+++ Input data

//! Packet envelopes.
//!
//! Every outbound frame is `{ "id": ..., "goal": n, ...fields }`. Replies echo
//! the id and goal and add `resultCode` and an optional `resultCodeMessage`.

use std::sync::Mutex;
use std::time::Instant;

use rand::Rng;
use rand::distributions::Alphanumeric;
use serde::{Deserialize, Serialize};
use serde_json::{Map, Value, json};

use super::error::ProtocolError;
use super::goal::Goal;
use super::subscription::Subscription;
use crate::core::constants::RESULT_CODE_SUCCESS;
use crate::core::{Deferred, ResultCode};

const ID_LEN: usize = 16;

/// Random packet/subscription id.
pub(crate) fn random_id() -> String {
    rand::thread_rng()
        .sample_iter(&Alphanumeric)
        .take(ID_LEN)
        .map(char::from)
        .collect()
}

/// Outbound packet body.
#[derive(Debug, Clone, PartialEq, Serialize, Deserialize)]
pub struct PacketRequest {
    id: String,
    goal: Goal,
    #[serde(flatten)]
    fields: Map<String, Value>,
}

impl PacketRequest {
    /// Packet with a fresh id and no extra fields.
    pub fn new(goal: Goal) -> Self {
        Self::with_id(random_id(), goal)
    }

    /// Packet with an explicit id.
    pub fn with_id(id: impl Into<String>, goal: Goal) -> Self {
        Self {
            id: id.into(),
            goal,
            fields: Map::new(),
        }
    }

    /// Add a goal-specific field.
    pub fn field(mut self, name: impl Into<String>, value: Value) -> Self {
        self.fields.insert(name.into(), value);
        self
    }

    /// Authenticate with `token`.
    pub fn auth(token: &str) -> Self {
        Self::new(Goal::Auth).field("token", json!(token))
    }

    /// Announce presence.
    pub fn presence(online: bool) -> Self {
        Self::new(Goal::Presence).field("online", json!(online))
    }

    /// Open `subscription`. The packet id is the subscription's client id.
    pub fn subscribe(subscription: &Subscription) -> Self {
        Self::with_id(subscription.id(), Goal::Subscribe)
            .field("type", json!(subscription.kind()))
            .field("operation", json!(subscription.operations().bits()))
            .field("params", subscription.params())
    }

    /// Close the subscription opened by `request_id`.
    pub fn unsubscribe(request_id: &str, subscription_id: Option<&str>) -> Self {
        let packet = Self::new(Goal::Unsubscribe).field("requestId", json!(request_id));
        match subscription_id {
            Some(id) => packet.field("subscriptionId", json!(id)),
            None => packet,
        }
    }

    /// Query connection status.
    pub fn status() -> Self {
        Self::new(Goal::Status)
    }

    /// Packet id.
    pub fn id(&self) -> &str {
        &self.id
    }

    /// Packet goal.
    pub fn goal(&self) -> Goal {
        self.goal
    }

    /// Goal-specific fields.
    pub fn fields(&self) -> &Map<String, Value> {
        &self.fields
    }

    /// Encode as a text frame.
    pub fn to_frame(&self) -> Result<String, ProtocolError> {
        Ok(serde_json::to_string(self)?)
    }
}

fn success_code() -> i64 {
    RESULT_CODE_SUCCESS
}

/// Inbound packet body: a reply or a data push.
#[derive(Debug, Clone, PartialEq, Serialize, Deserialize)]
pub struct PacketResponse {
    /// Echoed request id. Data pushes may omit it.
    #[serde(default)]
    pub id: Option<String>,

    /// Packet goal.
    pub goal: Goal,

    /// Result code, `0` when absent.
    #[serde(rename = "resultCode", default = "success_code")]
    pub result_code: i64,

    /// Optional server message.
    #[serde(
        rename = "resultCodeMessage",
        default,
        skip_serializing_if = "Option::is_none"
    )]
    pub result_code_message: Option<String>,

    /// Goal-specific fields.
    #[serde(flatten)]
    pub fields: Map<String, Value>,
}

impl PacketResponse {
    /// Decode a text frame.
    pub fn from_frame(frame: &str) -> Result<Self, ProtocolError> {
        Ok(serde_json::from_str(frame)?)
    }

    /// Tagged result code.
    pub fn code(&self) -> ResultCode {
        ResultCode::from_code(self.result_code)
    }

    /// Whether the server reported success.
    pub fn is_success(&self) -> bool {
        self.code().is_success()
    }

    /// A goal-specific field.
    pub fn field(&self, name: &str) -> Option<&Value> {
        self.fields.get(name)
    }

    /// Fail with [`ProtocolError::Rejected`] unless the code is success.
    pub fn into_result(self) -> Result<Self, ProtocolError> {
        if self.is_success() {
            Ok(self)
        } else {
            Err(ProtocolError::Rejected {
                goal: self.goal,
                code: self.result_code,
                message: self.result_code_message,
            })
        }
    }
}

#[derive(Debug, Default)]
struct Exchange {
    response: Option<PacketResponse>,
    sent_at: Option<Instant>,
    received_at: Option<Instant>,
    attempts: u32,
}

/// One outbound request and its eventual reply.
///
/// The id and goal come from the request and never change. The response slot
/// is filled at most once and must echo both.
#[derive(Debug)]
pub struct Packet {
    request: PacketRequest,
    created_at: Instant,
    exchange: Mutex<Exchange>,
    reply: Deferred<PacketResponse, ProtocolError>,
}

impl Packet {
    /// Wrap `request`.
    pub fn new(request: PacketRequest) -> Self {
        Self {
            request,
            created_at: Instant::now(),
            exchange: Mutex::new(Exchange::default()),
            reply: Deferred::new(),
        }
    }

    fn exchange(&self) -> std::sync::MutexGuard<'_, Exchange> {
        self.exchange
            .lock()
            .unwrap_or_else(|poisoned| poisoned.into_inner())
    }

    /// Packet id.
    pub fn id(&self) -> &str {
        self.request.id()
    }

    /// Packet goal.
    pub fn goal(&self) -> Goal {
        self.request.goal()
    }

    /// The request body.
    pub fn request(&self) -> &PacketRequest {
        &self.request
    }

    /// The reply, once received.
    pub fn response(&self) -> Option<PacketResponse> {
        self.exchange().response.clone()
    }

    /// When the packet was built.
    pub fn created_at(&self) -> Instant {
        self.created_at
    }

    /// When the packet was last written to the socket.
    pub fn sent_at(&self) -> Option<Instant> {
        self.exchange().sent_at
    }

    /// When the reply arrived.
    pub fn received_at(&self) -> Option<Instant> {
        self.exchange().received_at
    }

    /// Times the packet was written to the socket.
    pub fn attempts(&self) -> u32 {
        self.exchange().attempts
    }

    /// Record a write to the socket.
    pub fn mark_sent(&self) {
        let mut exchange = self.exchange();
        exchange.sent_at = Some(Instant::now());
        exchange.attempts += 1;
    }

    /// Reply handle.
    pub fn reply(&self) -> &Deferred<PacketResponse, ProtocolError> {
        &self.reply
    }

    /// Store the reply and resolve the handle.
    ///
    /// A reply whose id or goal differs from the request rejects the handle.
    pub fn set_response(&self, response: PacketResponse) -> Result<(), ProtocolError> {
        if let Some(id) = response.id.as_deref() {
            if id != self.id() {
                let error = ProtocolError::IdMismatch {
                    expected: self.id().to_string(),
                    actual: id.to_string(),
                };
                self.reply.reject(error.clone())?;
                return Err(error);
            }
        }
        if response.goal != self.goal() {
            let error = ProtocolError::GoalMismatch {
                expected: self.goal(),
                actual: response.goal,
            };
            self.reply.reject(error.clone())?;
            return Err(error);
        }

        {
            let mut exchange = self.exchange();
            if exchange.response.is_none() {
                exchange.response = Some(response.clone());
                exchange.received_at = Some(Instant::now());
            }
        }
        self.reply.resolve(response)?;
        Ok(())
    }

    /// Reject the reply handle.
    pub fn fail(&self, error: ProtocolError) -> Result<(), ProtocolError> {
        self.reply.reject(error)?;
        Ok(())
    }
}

++++++

Exercise aim - Word for word, write out the data.

Response area -
//! Packet envelopes.
//!
//! Every outbound frame is `{ "id": ..., "goal": n, ...fields }`. Replies echo
//! the id and goal and add `resultCode` and an optional `resultCodeMessage`.

use std::sync::Mutex;
use std::time::Instant;

use rand::Rng;
use rand::distributions::Alphanumeric;
use serde::{Deserialize, Serialize};
use serde_json::{Map, Value, json};

use super::error::ProtocolError;
use super::goal::Goal;
use super::subscription::Subscription;
use crate::core::constants::RESULT_CODE_SUCCESS;
use crate::core::{Deferred, ResultCode};

const ID_LEN: usize = 16;

/// Random packet/subscription id.
pub(crate) fn random_id() -> String {
    rand::thread_rng()
        .sample_iter(&Alphanumeric)
        .take(ID_LEN)
        .map(char::from)
        .collect()
}

/// Outbound packet body.
#[derive(Debug, Clone, PartialEq, Serialize, Deserialize)]
pub struct PacketRequest {
    id: String,
    goal: Goal,
    #[serde(flatten)]
    fields: Map<String, Value>,
}

impl PacketRequest {
    /// Packet with a fresh id and no extra fields.
    pub fn new(goal: Goal) -> Self {
        Self::with_id(random_id(), goal)
    }

    /// Packet with an explicit id.
    pub fn with_id(id: impl Into<String>, goal: Goal) -> Self {
        Self {
            id: id.into(),
            goal,
            fields: Map::new(),
        }
    }

    /// Add a goal-specific field.
    pub fn field(mut self, name: impl Into<String>, value: Value) -> Self {
        self.fields.insert(name.into(), value);
        self
    }

    /// Authenticate with `token`.
    pub fn auth(token: &str) -> Self {
        Self::new(Goal::Auth).field("token", json!(token))
    }

    /// Announce presence.
    pub fn presence(online: bool) -> Self {
        Self::new(Goal::Presence).field("online", json!(online))
    }

    /// Open `subscription`. The packet id is the subscription's client id.
    pub fn subscribe(subscription: &Subscription) -> Self {
        Self::with_id(subscription.id(), Goal::Subscribe)
            .field("type", json!(subscription.kind()))
            .field("operation", json!(subscription.operations().bits()))
            .field("params", subscription.params())
    }

    /// Close the subscription opened by `request_id`.
    pub fn unsubscribe(request_id: &str, subscription_id: Option<&str>) -> Self {
        let packet = Self::new(Goal::Unsubscribe).field("requestId", json!(request_id));
        match subscription_id {
            Some(id) => packet.field("subscriptionId", json!(id)),
            None => packet,
        }
    }

    /// Query connection status.
    pub fn status() -> Self {
        Self::new(Goal::Status)
    }

    /// Packet id.
    pub fn id(&self) -> &str {
        &self.id
    }

    /// Packet goal.
    pub fn goal(&self) -> Goal {
        self.goal
    }

    /// Goal-specific fields.
    pub fn fields(&self) -> &Map<String, Value> {
        &self.fields
    }

    /// Encode as a text frame.
    pub fn to_frame(&self) -> Result<String, ProtocolError> {
        Ok(serde_json::to_string(self)?)
    }
}

fn success_code() -> i64 {
    RESULT_CODE_SUCCESS
}

/// Inbound packet body: a reply or a data push.
#[derive(Debug, Clone, PartialEq, Serialize, Deserialize)]
pub struct PacketResponse {
    /// Echoed request id. Data pushes may omit it.
    #[serde(default)]
    pub id: Option<String>,

    /// Packet goal.
    pub goal: Goal,

    /// Result code, `0` when absent.
    #[serde(rename = "resultCode", default = "success_code")]
    pub result_code: i64,

    /// Optional server message.
    #[serde(
        rename = "resultCodeMessage",
        default,
        skip_serializing_if = "Option::is_none"
    )]
    pub result_code_message: Option<String>,

    /// Goal-specific fields.
    #[serde(flatten)]
    pub fields: Map<String, Value>,
}

impl PacketResponse {
    /// Decode a text frame.
    pub fn from_frame(frame: &str) -> Result<Self, ProtocolError> {
        Ok(serde_json::from_str(frame)?)
    }

    /// Tagged result code.
    pub fn code(&self) -> ResultCode {
        ResultCode::from_code(self.result_code)
    }

    /// Whether the server reported success.
    pub fn is_success(&self) -> bool {
        self.code().is_success()
    }

    /// A goal-specific field.
    pub fn field(&self, name: &str) -> Option<&Value> {
        self.fields.get(name)
    }

    /// Fail with [`ProtocolError::Rejected`] unless the code is success.
    pub fn into_result(self) -> Result<Self, ProtocolError> {
        if self.is_success() {
            Ok(self)
        } else {
            Err(ProtocolError::Rejected {
                goal: self.goal,
                code: self.result_code,
                message: self.result_code_message,
            })
        }
    }
}

#[derive(Debug, Default)]
struct Exchange {
    response: Option<PacketResponse>,
    sent_at: Option<Instant>,
    received_at: Option<Instant>,
    attempts: u32,
}

/// One outbound request and its eventual reply.
///
/// The id and goal come from the request and never change. The response slot
/// is filled at most once and must echo both.
#[derive(Debug)]
pub struct Packet {
    request: PacketRequest,
    created_at: Instant,
    exchange: Mutex<Exchange>,
    reply: Deferred<PacketResponse, ProtocolError>,
}

impl Packet {
    /// Wrap `request`.
    pub fn new(request: PacketRequest) -> Self {
        Self {
            request,
            created_at: Instant::now(),
            exchange: Mutex::new(Exchange::default()),
            reply: Deferred::new(),
        }
    }

    fn exchange(&self) -> std::sync::MutexGuard<'_, Exchange> {
        self.exchange
            .lock()
            .unwrap_or_else(|poisoned| poisoned.into_inner())
    }

    /// Packet id.
    pub fn id(&self) -> &str {
        self.request.id()
    }

    /// Packet goal.
    pub fn goal(&self) -> Goal {
        self.request.goal()
    }

    /// The request body.
    pub fn request(&self) -> &PacketRequest {
        &self.request
    }

    /// The reply, once received.
    pub fn response(&self) -> Option<PacketResponse> {
        self.exchange().response.clone()
    }

    /// When the packet was built.
    pub fn created_at(&self) -> Instant {
        self.created_at
    }

    /// When the packet was last written to the socket.
    pub fn sent_at(&self) -> Option<Instant> {
        self.exchange().sent_at
    }

    /// When the reply arrived.
    pub fn received_at(&self) -> Option<Instant> {
        self.exchange().received_at
    }

    /// Times the packet was written to the socket.
    pub fn attempts(&self) -> u32 {
        self.exchange().attempts
    }

    /// Record a write to the socket.
    pub fn mark_sent(&self) {
        let mut exchange = self.exchange();
        exchange.sent_at = Some(Instant::now());
        exchange.attempts += 1;
    }

    /// Reply handle.
    pub fn reply(&self) -> &Deferred<PacketResponse, ProtocolError> {
        &self.reply
    }

    /// Store the reply and resolve the handle.
    ///
    /// A reply whose id or goal differs from the request rejects the handle.
    pub fn set_response(&self, response: PacketResponse) -> Result<(), ProtocolError> {
        if let Some(id) = response.id.as_deref() {
            if id != self.id() {
                let error = ProtocolError::IdMismatch {
                    expected: self.id().to_string(),
                    actual: id.to_string(),
                };
                self.reply.reject(error.clone())?;
                return Err(error);
            }
        }
        if response.goal != self.goal() {
            let error = ProtocolError::GoalMismatch {
                expected: self.goal(),
                actual: response.goal,
            };
            self.reply.reject(error.clone())?;
            return Err(error);
        }

        {
            let mut exchange = self.exchange();
            if exchange.response.is_none() {
                exchange.response = Some(response.clone());
                exchange.received_at = Some(Instant::now());
            }
        }
        self.reply.resolve(response)?;
        Ok(())
    }

    /// Reject the reply handle.
    pub fn fail(&self, error: ProtocolError) -> Result<(), ProtocolError> {
        self.reply.reject(error)?;
        Ok(())
    }
}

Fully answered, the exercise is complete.